NAB has officially binned forecasts suggesting two more rate cuts in the coming months on the back of an upside inflationary surprise, now predicting an extended cash rate pause.
The RBA monetary policy board will come together again next week to discuss the cash rate – a meeting that's long been tipped to deliver a hold.
Market watchers instead have their eyes trained on the November meeting, to occur over 3 and 4 November.
NAB sees next rate cut delayed until May 2026
"Our new profile for the cash rate sees policy on hold at 3.6% for an extended period before a cut in May 2026," NAB chief economist Sally Auld said on Wednesday afternoon.
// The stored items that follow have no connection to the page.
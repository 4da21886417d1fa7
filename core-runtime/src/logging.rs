//! # Logging & Tracing Infrastructure
//!
//! Provides structured logging with `tracing` crate, supporting:
//! - JSON and pretty-print output formats
//! - Module-level filtering
//! - Credential redaction (tokens, passwords, authorization headers, emails)
//! - Integration with host logging via `LoggerSink`
//! - Span contexts for request tracing
//!
//! ## Overview
//!
//! This module configures the `tracing-subscriber` infrastructure and provides
//! utilities for forwarding logs to platform-specific logging systems through
//! the `LoggerSink` trait. When a sink is configured, every event that survives
//! filtering is mirrored to the host logger while still flowing through the
//! standard `tracing` layers.
//!
//! ## Usage
//!
//! ```ignore
//! use core_runtime::logging::{init_logging, LogFormat, LoggingConfig};
//! use bridge_traits::logger::{ConsoleLogger, LogLevel};
//! use std::sync::Arc;
//!
//! #[tokio::main]
//! async fn main() {
//!     let config = LoggingConfig::default()
//!         .with_format(LogFormat::Pretty)
//!         .with_level(LogLevel::Debug)
//!         .with_logger_sink(Arc::new(ConsoleLogger::default()));
//!
//!     init_logging(config).expect("Failed to initialize logging");
//!
//!     tracing::info!("Application started");
//! }
//! ```
//!
//! ## LoggerSink integration
//!
//! The sink receives structured [`LogEntry`](bridge_traits::logger::LogEntry)
//! instances with the original message plus any fields emitted on the event.
//! With redaction enabled, credential-like fields are masked before they
//! leave the process.

use crate::error::{Error, Result};

use bridge_traits::logger::{LogEntry, LogLevel, LoggerSink};

use std::collections::HashMap;
use std::fmt;
use std::io;
use std::sync::Arc;

use tracing::field::{Field, Visit};
use tracing::{Event, Subscriber};
use tracing_subscriber::{
    filter::EnvFilter,
    fmt::format::FmtSpan,
    layer::{Context, SubscriberExt},
    registry::LookupSpan,
    util::SubscriberInitExt,
    Layer,
};

/// Crates whose events are shown at the configured level by default.
const WORKSPACE_TARGETS: &[&str] = &[
    "bookmarks_workspace",
    "core_runtime",
    "core_auth",
    "core_service",
    "bridge_desktop",
];

/// Log output format
#[derive(Debug, Clone, Copy, PartialEq, Eq)]
pub enum LogFormat {
    /// Human-readable pretty format with colors
    Pretty,
    /// Structured JSON format for machine parsing
    Json,
    /// Compact format for production
    Compact,
}

impl Default for LogFormat {
    fn default() -> Self {
        #[cfg(debug_assertions)]
        return Self::Pretty;

        #[cfg(not(debug_assertions))]
        return Self::Json;
    }
}

/// Logging configuration
#[derive(Clone)]
pub struct LoggingConfig {
    pub format: LogFormat,
    /// Minimum log level
    pub level: LogLevel,
    /// Mask credential-like fields forwarded to the sink
    pub redact_pii: bool,
    /// Custom filter string (e.g., "core_auth=debug,bridge_desktop=trace")
    pub filter: Option<String>,
    /// Optional logger sink for forwarding logs to host
    pub logger_sink: Option<Arc<dyn LoggerSink>>,
    pub enable_spans: bool,
    pub display_target: bool,
    pub display_thread_info: bool,
}

impl Default for LoggingConfig {
    fn default() -> Self {
        Self {
            format: LogFormat::default(),
            level: LogLevel::Info,
            redact_pii: true,
            filter: None,
            logger_sink: None,
            enable_spans: true,
            display_target: true,
            display_thread_info: false,
        }
    }
}

impl fmt::Debug for LoggingConfig {
    fn fmt(&self, f: &mut fmt::Formatter<'_>) -> fmt::Result {
        f.debug_struct("LoggingConfig")
            .field("format", &self.format)
            .field("level", &self.level)
            .field("redact_pii", &self.redact_pii)
            .field("filter", &self.filter)
            .field("logger_sink", &self.logger_sink.as_ref().map(|_| "LoggerSink { ... }"))
            .field("enable_spans", &self.enable_spans)
            .finish()
    }
}

impl LoggingConfig {
    pub fn with_format(mut self, format: LogFormat) -> Self {
        self.format = format;
        self
    }

    pub fn with_level(mut self, level: LogLevel) -> Self {
        self.level = level;
        self
    }

    pub fn with_pii_redaction(mut self, redact: bool) -> Self {
        self.redact_pii = redact;
        self
    }

    pub fn with_filter(mut self, filter: impl Into<String>) -> Self {
        self.filter = Some(filter.into());
        self
    }

    /// Set logger sink for host integration
    pub fn with_logger_sink(mut self, sink: Arc<dyn LoggerSink>) -> Self {
        self.logger_sink = Some(sink);
        self
    }

    pub fn with_spans(mut self, enable: bool) -> Self {
        self.enable_spans = enable;
        self
    }

    pub fn with_target(mut self, display: bool) -> Self {
        self.display_target = display;
        self
    }

    pub fn with_thread_info(mut self, display: bool) -> Self {
        self.display_thread_info = display;
        self
    }
}

/// Initialize the logging system
///
/// This should be called once during application startup. Subsequent calls
/// will return an error.
///
/// # Errors
///
/// Returns an error if:
/// - Logging is already initialized
/// - The filter string is invalid
pub fn init_logging(config: LoggingConfig) -> Result<()> {
    let filter = build_filter(&config)?;

    match config.format {
        LogFormat::Pretty => init_pretty_logging(config, filter),
        LogFormat::Json => init_json_logging(config, filter),
        LogFormat::Compact => init_compact_logging(config, filter),
    }
}

fn build_filter(config: &LoggingConfig) -> Result<EnvFilter> {
    let filter_string = match &config.filter {
        Some(custom_filter) => custom_filter.clone(),
        None => default_filter_string(config.level),
    };

    EnvFilter::try_new(filter_string)
        .map_err(|e| Error::Config(format!("Invalid log filter: {}", e)))
}

/// Our crates at the requested level, noisy dependencies at warn.
fn default_filter_string(level: LogLevel) -> String {
    let base_level = level.as_str().to_lowercase();

    let mut directives: Vec<String> = WORKSPACE_TARGETS
        .iter()
        .map(|target| format!("{}={}", target, base_level))
        .collect();
    directives.extend(
        ["h2", "hyper", "reqwest", "sqlx"]
            .iter()
            .map(|target| format!("{}=warn", target)),
    );

    directives.join(",")
}

fn span_events(config: &LoggingConfig) -> FmtSpan {
    if config.enable_spans {
        FmtSpan::ACTIVE
    } else {
        FmtSpan::NONE
    }
}

fn init_pretty_logging(config: LoggingConfig, filter: EnvFilter) -> Result<()> {
    let fmt_layer = tracing_subscriber::fmt::layer()
        .pretty()
        .with_target(config.display_target)
        .with_thread_ids(config.display_thread_info)
        .with_thread_names(config.display_thread_info)
        .with_span_events(span_events(&config))
        .with_writer(io::stdout);

    tracing_subscriber::registry()
        .with(filter)
        .with(fmt_layer)
        .with(LoggerSinkLayer::new(config.logger_sink.clone(), config.redact_pii))
        .try_init()
        .map_err(|e| Error::Config(format!("Failed to initialize logging: {}", e)))
}

fn init_json_logging(config: LoggingConfig, filter: EnvFilter) -> Result<()> {
    let fmt_layer = tracing_subscriber::fmt::layer()
        .json()
        .flatten_event(true)
        .with_current_span(config.enable_spans)
        .with_span_list(config.enable_spans)
        .with_target(config.display_target)
        .with_thread_ids(config.display_thread_info)
        .with_thread_names(config.display_thread_info)
        .with_writer(io::stdout);

    tracing_subscriber::registry()
        .with(filter)
        .with(fmt_layer)
        .with(LoggerSinkLayer::new(config.logger_sink.clone(), config.redact_pii))
        .try_init()
        .map_err(|e| Error::Config(format!("Failed to initialize logging: {}", e)))
}

fn init_compact_logging(config: LoggingConfig, filter: EnvFilter) -> Result<()> {
    let fmt_layer = tracing_subscriber::fmt::layer()
        .compact()
        .with_target(config.display_target)
        .with_thread_ids(config.display_thread_info)
        .with_thread_names(config.display_thread_info)
        .with_writer(io::stdout);

    tracing_subscriber::registry()
        .with(filter)
        .with(fmt_layer)
        .with(LoggerSinkLayer::new(config.logger_sink.clone(), config.redact_pii))
        .try_init()
        .map_err(|e| Error::Config(format!("Failed to initialize logging: {}", e)))
}

/// Layer that forwards events to a `LoggerSink` implementation.
struct LoggerSinkLayer {
    sink: Option<Arc<dyn LoggerSink>>,
    redact: bool,
}

impl LoggerSinkLayer {
    fn new(sink: Option<Arc<dyn LoggerSink>>, redact: bool) -> Self {
        Self { sink, redact }
    }
}

impl<S> Layer<S> for LoggerSinkLayer
where
    S: Subscriber + for<'a> LookupSpan<'a>,
{
    fn on_event(&self, event: &Event<'_>, ctx: Context<'_, S>) {
        let Some(sink) = self.sink.as_ref() else {
            return;
        };

        let metadata = event.metadata();
        let level = tracing_level_to_log_level(*metadata.level());

        if level < sink.min_level() {
            return;
        }

        let mut visitor = SinkVisitor::default();
        event.record(&mut visitor);

        let message = visitor
            .message
            .unwrap_or_else(|| metadata.name().to_string());

        let mut entry = LogEntry::new(level, metadata.target(), message);

        for (key, value) in visitor.fields {
            let value = if self.redact {
                redact_if_sensitive(&key, &value)
            } else {
                value
            };
            entry = entry.with_field(key, value);
        }

        if let Some(span) = ctx.lookup_current() {
            entry.span_id = Some(span.name().to_string());
        }

        let sink = Arc::clone(sink);

        if let Ok(handle) = tokio::runtime::Handle::try_current() {
            handle.spawn(async move {
                if let Err(err) = sink.log(entry).await {
                    eprintln!("LoggerSink error: {}", err);
                }
            });
            return;
        }

        if let Err(err) = futures::executor::block_on(sink.log(entry)) {
            eprintln!("LoggerSink error: {}", err);
        }
    }
}

#[derive(Default)]
struct SinkVisitor {
    message: Option<String>,
    fields: HashMap<String, String>,
}

impl SinkVisitor {
    fn record_value(&mut self, field: &Field, value: String) {
        if field.name() == "message" {
            self.message = Some(value);
        } else {
            self.fields.insert(field.name().to_string(), value);
        }
    }
}

impl Visit for SinkVisitor {
    fn record_str(&mut self, field: &Field, value: &str) {
        self.record_value(field, value.to_string());
    }

    fn record_i64(&mut self, field: &Field, value: i64) {
        self.record_value(field, value.to_string());
    }

    fn record_u64(&mut self, field: &Field, value: u64) {
        self.record_value(field, value.to_string());
    }

    fn record_bool(&mut self, field: &Field, value: bool) {
        self.record_value(field, value.to_string());
    }

    fn record_f64(&mut self, field: &Field, value: f64) {
        self.record_value(field, value.to_string());
    }

    fn record_error(&mut self, field: &Field, value: &(dyn std::error::Error + 'static)) {
        self.record_value(field, value.to_string());
    }

    fn record_debug(&mut self, field: &Field, value: &dyn fmt::Debug) {
        self.record_value(field, format!("{:?}", value));
    }
}

fn tracing_level_to_log_level(level: tracing::Level) -> LogLevel {
    match level {
        tracing::Level::TRACE => LogLevel::Trace,
        tracing::Level::DEBUG => LogLevel::Debug,
        tracing::Level::INFO => LogLevel::Info,
        tracing::Level::WARN => LogLevel::Warn,
        tracing::Level::ERROR => LogLevel::Error,
    }
}

/// Helper function to redact sensitive field values
///
/// This should be used when manually constructing log entries:
///
/// ```ignore
/// use tracing::info;
/// use core_runtime::logging::redact_if_sensitive;
///
/// info!(refresh = %redact_if_sensitive("refresh_token", token), "Refreshing");
/// ```
pub fn redact_if_sensitive(field_name: &str, value: &str) -> String {
    const SENSITIVE_FIELDS: &[&str] = &[
        "token",
        "access",
        "refresh",
        "password",
        "secret",
        "api_key",
        "authorization",
        "bearer",
    ];

    let field_lower = field_name.to_lowercase();
    if SENSITIVE_FIELDS.iter().any(|&f| field_lower.contains(f)) {
        "[REDACTED]".to_string()
    } else if value.contains('@') && value.contains('.') {
        // Likely an email - keep the first character only
        match value.find('@') {
            Some(at_pos) => format!("{}***@[REDACTED]", &value[..1.min(at_pos)]),
            None => value.to_string(),
        }
    } else {
        value.to_string()
    }
}
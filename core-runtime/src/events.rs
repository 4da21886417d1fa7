//! # Event Bus System
//!
//! Provides an event-driven channel between the client core and its UI using
//! `tokio::sync::broadcast`.
//!
//! ## Overview
//!
//! The event bus system consists of:
//! - **Event Types**: Strongly-typed enum hierarchies per domain
//! - **EventBus**: Central broadcast channel for publishing events
//! - **EventStream**: Wrapper for consuming events with filtering
//!
//! ## Architecture
//!
//! ```text
//! ┌──────────────────┐   emit    ┌───────────┐
//! │ TokenStore /     ├──────────>│           │   subscribe   ┌────────────┐
//! │ RefreshCoord.    │           │ EventBus  ├──────────────>│ UI / host  │
//! └──────────────────┘           │ (broadcast│               └────────────┘
//! ┌──────────────────┐   emit    │  channel) │
//! │ SessionLifecycle ├──────────>│           │
//! └──────────────────┘           └───────────┘
//! ```
//!
//! ## Logout Signal
//!
//! `AuthEvent::SessionExpired` is emitted once per session when the refresh
//! token is missing or rejected, and `AuthEvent::SignedOut` after an explicit
//! sign-out. UI code reacts to either by routing to the login screen.
//!
//! ```rust
//! use core_runtime::events::{AuthEvent, CoreEvent, EventBus, EventStream};
//!
//! # #[tokio::main]
//! # async fn main() {
//! let event_bus = EventBus::new(100);
//! let mut logout = EventStream::new(event_bus.subscribe()).filter(|event| {
//!     matches!(
//!         event,
//!         CoreEvent::Auth(AuthEvent::SessionExpired { .. } | AuthEvent::SignedOut)
//!     )
//! });
//!
//! event_bus.emit(CoreEvent::Auth(AuthEvent::SignedOut)).ok();
//! assert!(logout.recv().await.is_ok());
//! # }
//! ```
//!
//! ## Error Handling
//!
//! - **`RecvError::Lagged(n)`**: Subscriber was too slow and missed `n` events.
//!   This is non-fatal; the subscriber can continue receiving new events.
//! - **`RecvError::Closed`**: All senders have been dropped. This indicates shutdown.
//!
//! Emitting with no subscribers returns an error that publishers ignore.

use serde::{Deserialize, Serialize};
use std::fmt;
use tokio::sync::broadcast;

pub use tokio::sync::broadcast::error::{RecvError, SendError};
pub use tokio::sync::broadcast::Receiver;

/// Default buffer size for the event bus channel.
///
/// Subscribers that can't keep up will receive `RecvError::Lagged`.
pub const DEFAULT_EVENT_BUFFER_SIZE: usize = 100;

// ============================================================================
// Core Event Types
// ============================================================================

/// Top-level event enum encompassing all event categories.
#[derive(Debug, Clone, Serialize, Deserialize, PartialEq, Eq)]
#[serde(tag = "type", content = "payload")]
pub enum CoreEvent {
    /// Authentication and session events
    Auth(AuthEvent),
}

impl CoreEvent {
    /// Returns a human-readable description of the event.
    pub fn description(&self) -> &str {
        match self {
            CoreEvent::Auth(e) => e.description(),
        }
    }

    /// Returns the severity level of the event.
    pub fn severity(&self) -> EventSeverity {
        match self {
            CoreEvent::Auth(AuthEvent::AuthError { .. }) => EventSeverity::Error,
            CoreEvent::Auth(AuthEvent::SessionExpired { .. }) => EventSeverity::Warning,
            CoreEvent::Auth(AuthEvent::SignedIn { .. } | AuthEvent::SignedOut) => {
                EventSeverity::Info
            }
            _ => EventSeverity::Debug,
        }
    }

    /// Whether the UI should leave authenticated screens on this event.
    pub fn is_logout_signal(&self) -> bool {
        matches!(
            self,
            CoreEvent::Auth(AuthEvent::SessionExpired { .. } | AuthEvent::SignedOut)
        )
    }
}

/// Event severity levels for filtering and logging.
#[derive(Debug, Clone, Copy, PartialEq, Eq, PartialOrd, Ord, Serialize, Deserialize)]
pub enum EventSeverity {
    Debug,
    Info,
    Warning,
    Error,
}

// ============================================================================
// Authentication Events
// ============================================================================

/// Events related to authentication and the session lifecycle.
#[derive(Debug, Clone, Serialize, Deserialize, PartialEq, Eq)]
#[serde(tag = "event")]
pub enum AuthEvent {
    /// User signed in and a fresh token pair was stored.
    SignedIn {
        username: String,
    },
    /// User signed out explicitly; tokens were cleared.
    SignedOut,
    /// A token refresh call was started.
    TokenRefreshing {
        /// Identifier shared by every caller joined to this refresh.
        operation_id: u64,
    },
    /// The refresh identified by `operation_id` resolved (either way).
    TokenRefreshed {
        operation_id: u64,
    },
    /// The session can no longer be recovered; the user must sign in again.
    SessionExpired {
        reason: String,
    },
    /// Authentication error occurred.
    AuthError {
        /// Human-readable error message.
        message: String,
        /// Whether the error is recoverable (e.g., retry possible).
        recoverable: bool,
    },
}

impl AuthEvent {
    fn description(&self) -> &str {
        match self {
            AuthEvent::SignedIn { .. } => "User signed in successfully",
            AuthEvent::SignedOut => "User signed out",
            AuthEvent::TokenRefreshing { .. } => "Refreshing access token",
            AuthEvent::TokenRefreshed { .. } => "Token refresh finished",
            AuthEvent::SessionExpired { .. } => "Session expired, sign in again",
            AuthEvent::AuthError { .. } => "Authentication error",
        }
    }
}

// ============================================================================
// Event Bus
// ============================================================================

/// Central event bus for publishing and subscribing to core events.
///
/// Cloning is cheap; all clones share the same channel.
///
/// # Example
///
/// ```rust
/// use core_runtime::events::{EventBus, CoreEvent, AuthEvent};
///
/// # #[tokio::main]
/// # async fn main() {
/// let event_bus = EventBus::new(100);
/// let mut subscriber = event_bus.subscribe();
///
/// event_bus
///     .emit(CoreEvent::Auth(AuthEvent::SignedIn {
///         username: "alice".to_string(),
///     }))
///     .ok();
///
/// assert!(subscriber.recv().await.is_ok());
/// # }
/// ```
#[derive(Clone)]
pub struct EventBus {
    sender: broadcast::Sender<CoreEvent>,
}

impl EventBus {
    /// Creates a new event bus with the specified buffer size.
    ///
    /// # Arguments
    ///
    /// * `capacity` - Maximum number of events to buffer per subscriber.
    ///   When a subscriber falls behind by more than this amount, it will
    ///   receive a `RecvError::Lagged` error.
    ///
    /// # Panics
    ///
    /// Panics if `capacity` is zero; `ClientConfig::validate` rejects that.
    pub fn new(capacity: usize) -> Self {
        let (sender, _) = broadcast::channel(capacity);
        Self { sender }
    }

    /// Publishes an event to all subscribers.
    ///
    /// Returns the number of subscribers that received the event, or an
    /// error if there are no active subscribers.
    pub fn emit(&self, event: CoreEvent) -> Result<usize, SendError<CoreEvent>> {
        self.sender.send(event)
    }

    /// Creates a new subscriber to receive events.
    ///
    /// Past events are not replayed.
    pub fn subscribe(&self) -> Receiver<CoreEvent> {
        self.sender.subscribe()
    }

    /// Returns the number of active subscribers.
    pub fn subscriber_count(&self) -> usize {
        self.sender.receiver_count()
    }
}

impl Default for EventBus {
    fn default() -> Self {
        Self::new(DEFAULT_EVENT_BUFFER_SIZE)
    }
}

impl fmt::Debug for EventBus {
    fn fmt(&self, f: &mut fmt::Formatter<'_>) -> fmt::Result {
        f.debug_struct("EventBus")
            .field("subscriber_count", &self.subscriber_count())
            .finish()
    }
}

// ============================================================================
// Event Stream Wrapper
// ============================================================================

type EventFilter = Box<dyn Fn(&CoreEvent) -> bool + Send + Sync>;

/// A wrapper around `broadcast::Receiver` with additional filtering capabilities.
pub struct EventStream {
    receiver: Receiver<CoreEvent>,
    filter: Option<EventFilter>,
}

impl EventStream {
    /// Creates a new event stream from a receiver.
    pub fn new(receiver: Receiver<CoreEvent>) -> Self {
        Self {
            receiver,
            filter: None,
        }
    }

    /// Adds a filter function to this stream.
    ///
    /// Only events that match the filter will be returned by `recv()`.
    pub fn filter<F>(mut self, predicate: F) -> Self
    where
        F: Fn(&CoreEvent) -> bool + Send + Sync + 'static,
    {
        self.filter = Some(Box::new(predicate));
        self
    }

    fn accepts(&self, event: &CoreEvent) -> bool {
        self.filter.as_ref().map_or(true, |filter| filter(event))
    }

    /// Receives the next event that passes the filter (if any).
    ///
    /// # Errors
    ///
    /// Returns `RecvError::Lagged(n)` if the subscriber fell behind by `n` events.
    /// Returns `RecvError::Closed` if all senders have been dropped.
    pub async fn recv(&mut self) -> Result<CoreEvent, RecvError> {
        loop {
            let event = self.receiver.recv().await?;
            if self.accepts(&event) {
                return Ok(event);
            }
        }
    }

    /// Attempts to receive an event without blocking.
    ///
    /// Returns `None` if no matching events are currently available.
    pub fn try_recv(&mut self) -> Option<Result<CoreEvent, RecvError>> {
        loop {
            match self.receiver.try_recv() {
                Ok(event) => {
                    if self.accepts(&event) {
                        return Some(Ok(event));
                    }
                }
                Err(broadcast::error::TryRecvError::Empty) => return None,
                Err(broadcast::error::TryRecvError::Lagged(n)) => {
                    return Some(Err(RecvError::Lagged(n)))
                }
                Err(broadcast::error::TryRecvError::Closed) => return Some(Err(RecvError::Closed)),
            }
        }
    }
}

impl fmt::Debug for EventStream {
    fn fmt(&self, f: &mut fmt::Formatter<'_>) -> fmt::Result {
        f.debug_struct("EventStream")
            .field("has_filter", &self.filter.is_some())
            .finish()
    }
}
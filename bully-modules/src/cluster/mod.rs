use bully::{new_err, BullyError, MembershipSnapshot, NodeId, PeerDirectory};
use parking_lot::RwLock;
use std::collections::BTreeSet;
use std::sync::Arc;

pub mod priority;

/// Basic in-memory implementation of the PeerDirectory trait. Joins and leaves replace the
/// whole snapshot, so concurrent readers see either the old or the new membership.
#[derive(Clone, Debug)]
pub struct ClusterMembership {
    snapshot: Arc<RwLock<MembershipSnapshot>>,
}

impl PeerDirectory for ClusterMembership {
    fn snapshot(&self) -> Result<MembershipSnapshot, BullyError> {
        let snapshot = self.snapshot.read();
        if snapshot.is_empty() {
            return new_err("Cluster membership is empty".to_string(), String::new());
        }

        Ok(snapshot.clone())
    }
}

impl ClusterMembership {
    /// Creates the membership from the node ids. Ids must be unique.
    pub fn new(nodes: Vec<NodeId>) -> Result<ClusterMembership, BullyError> {
        let mut unique = BTreeSet::new();
        let mut duplicates = Vec::new();
        for node_id in nodes {
            if !unique.insert(node_id) {
                duplicates.push(node_id);
            }
        }

        if !duplicates.is_empty() {
            return new_err(
                "Cannot create cluster membership".to_string(),
                format!("duplicate node ids: {:?}", duplicates),
            );
        }

        Ok(ClusterMembership {
            snapshot: Arc::new(RwLock::new(MembershipSnapshot::new(unique))),
        })
    }

    /// Adds a node id to the membership.
    pub fn add_peer(&self, peer: NodeId) {
        let mut snapshot = self.snapshot.write();
        if snapshot.contains(peer) {
            warn!("Cluster membership - add duplicate peer:{}", peer);
            return;
        }

        let mut nodes: BTreeSet<NodeId> = snapshot.all_nodes().into_iter().collect();
        nodes.insert(peer);
        *snapshot = MembershipSnapshot::new(nodes);
        info!("Cluster membership - peer {} joined", peer);
    }

    /// Removes a node id from the membership.
    pub fn remove_peer(&self, peer: NodeId) {
        let mut snapshot = self.snapshot.write();
        if !snapshot.contains(peer) {
            warn!("Cluster membership - remove unknown peer:{}", peer);
            return;
        }

        *snapshot = snapshot.peers(peer).into_iter().collect();
        info!("Cluster membership - peer {} left", peer);
    }
}
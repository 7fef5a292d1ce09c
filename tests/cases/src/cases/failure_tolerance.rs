use bully::MessageKind;
use bully_modules::{InProcTransport, UnreachableMode};

use crate::steps;
use crate::steps::configuration;

pub fn run() {
    steps::init_logger();

    let node_ids = vec![10, 20, 30, 40, 50];
    let cluster =
        steps::cluster::start_initial_cluster(node_ids.clone(), configuration::slow_timings());

    cluster.transport.set_unreachable(50, UnreachableMode::Fail);

    cluster.node(10).start_election();

    let reachable = vec![10, 20, 30, 40];
    assert!(cluster.wait_for_leader(40, &reachable, steps::convergence_timeout()));
    assert_eq!(vec![40], cluster.leaders(&reachable));
    assert_eq!(0, cluster.transport.sent_count(10, MessageKind::Coordinator));

    cluster.terminate();
}

/// Node 50 swallows messages, so the rounds of node 40 end by deadline. The lower nodes start
/// newer rounds while the round of node 40 is still waiting.
pub fn run_with_silent_node() {
    steps::init_logger();

    let node_ids = vec![10, 20, 30, 40, 50];
    let transport = InProcTransport::new(node_ids.clone());
    transport.set_unreachable(50, UnreachableMode::Drop);
    let cluster = steps::cluster::start_cluster_on_transport(
        transport,
        node_ids,
        configuration::slow_timings(),
    );

    cluster.node(40).start_election();
    steps::sleep_ms(30);
    cluster.node(10).start_election();

    let reachable = vec![10, 20, 30, 40];
    assert!(cluster.wait_for_leader(40, &reachable, steps::convergence_timeout()));
    assert_eq!(vec![40], cluster.leaders(&reachable));

    let last_round = cluster.status(40).last_round.expect("node 40 ran a round");
    assert!(last_round.won);
    assert!(last_round.answered_by.is_empty());
    assert!(cluster.transport.sent_count(40, MessageKind::Election) >= 1);

    // no follower is left ahead of the leader's heartbeats
    let leader_epoch = cluster.status(40).epoch;
    for node_id in vec![10, 20, 30] {
        assert!(cluster.status(node_id).epoch <= leader_epoch);
    }

    cluster.terminate();
}

#[cfg(test)]
mod tests {
    #[test]
    fn test_failure_tolerance() {
        crate::cases::failure_tolerance::run()
    }

    #[test]
    fn test_failure_tolerance_with_silent_node() {
        crate::cases::failure_tolerance::run_with_silent_node()
    }
}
"While the RBA has cautioned against reading too much into monthly inflation data and exhibited a strong preference to wait for quarterly inflation prints before moving policy, we think the signal in today's data is too strong to ignore."
A pause in RBA rate cuts could leave variable rate mortgage holders without further relief for longer than many might hope.
The bank pointed to hotter-than-expected market services inflation, which tends to be sticky, as a key reason for abandoning near-term cuts.
Consumer prices rose 0.1% month-on-month in August and 3% year-over-year, as per Australian Bureau of Statistics data released Wednesday morning – testing the limits of the Reserve Bank's 2% to 3% target band.
It marks the second consecutive month of rising inflation and the highest monthly reading in more than a year.
In NAB's eyes, the surprise suggests another shock is coming, this time on the release of the more holistic quarterly inflation figures.
"Today's inflation data suggest that the quarterly trimmed mean measure is likely to print at 0.9% to 1.0% quarter-on-quarter for the third quarter," Ms Auld said.
"This is a meaningful upside surprise to the RBA's standing forecast of a 0.64% quarterly rise in the trimmed mean measure."
NAB now expects the RBA will require at least two or three more quarterly inflation reads before easing continues.
The big bank's shift follows three RBA rate cuts this year, bringing the cash rate from its peak of 4.10% to its current 3.60%.
That's seen the typical rate on an outstanding owner-occupier variable mortgage ease from 6.40% p.a. in mid-2024 to 5.80% p.a. by June 2025, and likely closer to 5.55% p.a. once the August cut flows through.
CommBank labels November cut 'not a done deal'
CommBank economists had predicted inflation to rise 2.7% in August and, while the surprise jump hasn't undermined their outlook, they noted the change has added uncertainty.
"We remain comfortable with our base case that the RBA will cut the cash rate in November to a terminal rate of 3.35%," CommBank economist Harry Ottley said.
"Today's data however suggests this is not a done deal and tension is building in the economic data."
Meanwhile, Westpac was surprised on the downside, having tipped August inflation to lift to 3.1%, and now remains as the only big four bank predicting two more cash rate cuts this cycle.
ANZ was also tipping inflation to read higher than it did in August and expects the finding to contribute to the central bank's hawkish tone.
Underlying inflation dips, unemployment steady
The RBA's preferred trimmed mean inflation rate – which strips out prices of certain volatile items – softened in August.
"Annual trimmed mean inflation was 2.6% to August 2025. This is down from 2.7% to July 2025," ABS head of prices statistics Michelle Marquardt said.
However, Mr Ottley noted the monthly CPI read calculates trimmed mean inflation differently to the quarterly CPI measure.
"We currently have a … 2.6% annual trimmed mean outcome pencilled in," he said.
"In totality, today's data presents firm upside risks to this estimate."
Speaking to The Savings Tip Jar podcast on Wednesday morning, before the release of the latest CPI figures, Mr Ottley pointed to continued strength in the jobs market.
Typically, inflation and unemployment run counter to each other – when one rises the other often falls.
"Our broader view [is] that [the jobs market] is softening a little bit, but if you look under the hood, [it] remains in a pretty solid position, especially if we think historically," he said.
Mr Ottley noted the RBA likely believes the unemployment rate must rise slightly to around the 4.5% mark, up from its current 4.3%, to keep inflation sustainably within its target range.